===================================== AirFlow 部分========================================
1.Airflow 任务假死问题
版本:Airflow 1.10.9
现象:
日志出现: dependency ‘Task Instance State’ FAILED: Task is in the ‘running’ state which is not a valid state for execution.
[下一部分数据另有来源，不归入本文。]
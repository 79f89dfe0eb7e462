//! Tests for the session registry: exclusive claims, exactly-once delivery,
//! group forwarding.

use std::sync::{Arc, Barrier};
use std::thread;

use strictly_rps::{
    AlreadyClaimed, ChatKind, Choice, Delivery, Forward, InboundMessage, PairConflict,
    Participant, SessionRegistry, SlotClosed,
};

fn group_message(user: i64, group: i64, text: &str) -> InboundMessage {
    InboundMessage::new(
        1,
        Participant::new(user, format!("user{user}")),
        group,
        ChatKind::Group,
        Some(text.to_string()),
    )
}

#[test]
fn test_concurrent_claims_yield_one_winner() {
    let registry = SessionRegistry::new();
    let threads = 16;
    let barrier = Arc::new(Barrier::new(threads));

    let handles: Vec<_> = (0..threads)
        .map(|_| {
            let registry = registry.clone();
            let barrier = Arc::clone(&barrier);
            thread::spawn(move || {
                barrier.wait();
                registry.try_claim(7)
            })
        })
        .collect();

    let results: Vec<_> = handles
        .into_iter()
        .map(|h| h.join().expect("Thread panicked"))
        .collect();

    let winners = results.iter().filter(|r| r.is_ok()).count();
    let losers = results
        .iter()
        .filter(|r| matches!(r, Err(AlreadyClaimed)))
        .count();
    assert_eq!(winners, 1);
    assert_eq!(losers, threads - 1);
    assert!(registry.has_slot(7));
}

#[test]
fn test_concurrent_group_opens_yield_one_winner() {
    let registry = SessionRegistry::new();
    let threads = 8;
    let barrier = Arc::new(Barrier::new(threads));

    let handles: Vec<_> = (0..threads)
        .map(|_| {
            let registry = registry.clone();
            let barrier = Arc::clone(&barrier);
            thread::spawn(move || {
                barrier.wait();
                registry.open_group(-42)
            })
        })
        .collect();

    let opened = handles
        .into_iter()
        .map(|h| h.join().expect("Thread panicked"))
        .filter(|r| r.is_ok())
        .count();
    assert_eq!(opened, 1);
}

#[tokio::test]
async fn test_deliver_is_exactly_once() {
    let registry = SessionRegistry::new();
    let slot = registry.try_claim(1).expect("Claim failed");

    assert_eq!(registry.deliver(1, Choice::Paper), Delivery::Delivered);
    assert!(!registry.has_slot(1));
    assert_eq!(registry.deliver(1, Choice::Rock), Delivery::NoSuchSlot);

    assert_eq!(slot.recv().await, Ok(Choice::Paper));
}

#[test]
fn test_deliver_without_slot() {
    let registry = SessionRegistry::new();
    assert_eq!(registry.deliver(99, Choice::Rock), Delivery::NoSuchSlot);
}

#[tokio::test]
async fn test_release_wakes_waiter_with_closed() {
    let registry = SessionRegistry::new();
    let slot = registry.try_claim(3).expect("Claim failed");
    registry.release(3);
    assert!(!registry.has_slot(3));
    assert_eq!(slot.recv().await, Err(SlotClosed));
    assert!(registry.try_claim(3).is_ok());
}

#[tokio::test]
async fn test_forward_reaches_open_group_only() {
    let registry = SessionRegistry::new();
    let mut inbox = registry.open_group(-1).expect("Open failed");
    assert!(registry.open_group(-1).is_err());

    let message = group_message(5, -1, "/join");
    assert_eq!(registry.forward(-1, message.clone()), Forward::Delivered);
    assert_eq!(
        registry.forward(-2, group_message(5, -2, "/join")),
        Forward::NoSuchGroup
    );

    assert_eq!(inbox.next().await, Some(message));
}

#[tokio::test]
async fn test_close_group_stops_forwarding() {
    let registry = SessionRegistry::new();
    let mut inbox = registry.open_group(-1).expect("Open failed");

    registry.close_group(-1);
    assert!(!registry.is_group_open(-1));
    assert_eq!(
        registry.forward(-1, group_message(5, -1, "/join")),
        Forward::NoSuchGroup
    );
    assert_eq!(inbox.next().await, None);
}

#[test]
fn test_dropping_inbox_reopens_group() {
    let registry = SessionRegistry::new();
    let inbox = registry.open_group(-3).expect("Open failed");
    drop(inbox);
    assert!(!registry.is_group_open(-3));
    assert!(registry.open_group(-3).is_ok());
}

#[test]
fn test_pair_claim_races_solo_claim() {
    const CREATOR: i64 = 1;
    const PARTNER: i64 = 2;

    for _ in 0..200 {
        let registry = SessionRegistry::new();
        let barrier = Arc::new(Barrier::new(2));

        let solo = {
            let registry = registry.clone();
            let barrier = Arc::clone(&barrier);
            thread::spawn(move || {
                barrier.wait();
                registry.try_claim(PARTNER)
            })
        };
        let pair = {
            let registry = registry.clone();
            let barrier = Arc::clone(&barrier);
            thread::spawn(move || {
                barrier.wait();
                registry.try_claim_pair(CREATOR, PARTNER, || true)
            })
        };

        // Both results stay alive until compared, so neither claim is
        // released early.
        let solo = solo.join().expect("Solo thread panicked");
        let pair = pair.join().expect("Pair thread panicked");

        match (&solo, &pair) {
            (Ok(_), Err(conflict)) => {
                assert_eq!(*conflict, PairConflict::PartnerBusy);
                assert!(!registry.has_slot(CREATOR));
            }
            (Err(AlreadyClaimed), Ok(_)) => assert!(registry.has_slot(CREATOR)),
            (Ok(_), Ok(_)) => panic!("Both claims won for one participant"),
            (Err(_), Err(_)) => panic!("Neither claim won"),
        }
        assert!(registry.has_slot(PARTNER));
    }
}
The task must be cleared in order to be run.
然后就会一直hang住在这里,这样这个进程就会一直挂在后台,一直不会被清掉,如果这样的情况多了 ,那么对于服务器压力压力还是很大的。
开始排查:看到这个问题,首先就去看说他依赖到上一个任务,发现上一个任务是完全运行OK 的.这个就很奇怪了,这个作业本身就是一个简单的调用脚本的操作。
后来在看到官方的git上有一个这样的 issue
简单来说就是老版本的bug,这个已经被修复合并到新版本里了。
对于这个结果有两个问题:1.我们其他也有很多5分钟跑的任务也都没出现这个问题 ;2.版本升级暂时不太好处理;
后来索性直接在dag上加了一个超时时间
'execution_timeout': timedelta(seconds=3600)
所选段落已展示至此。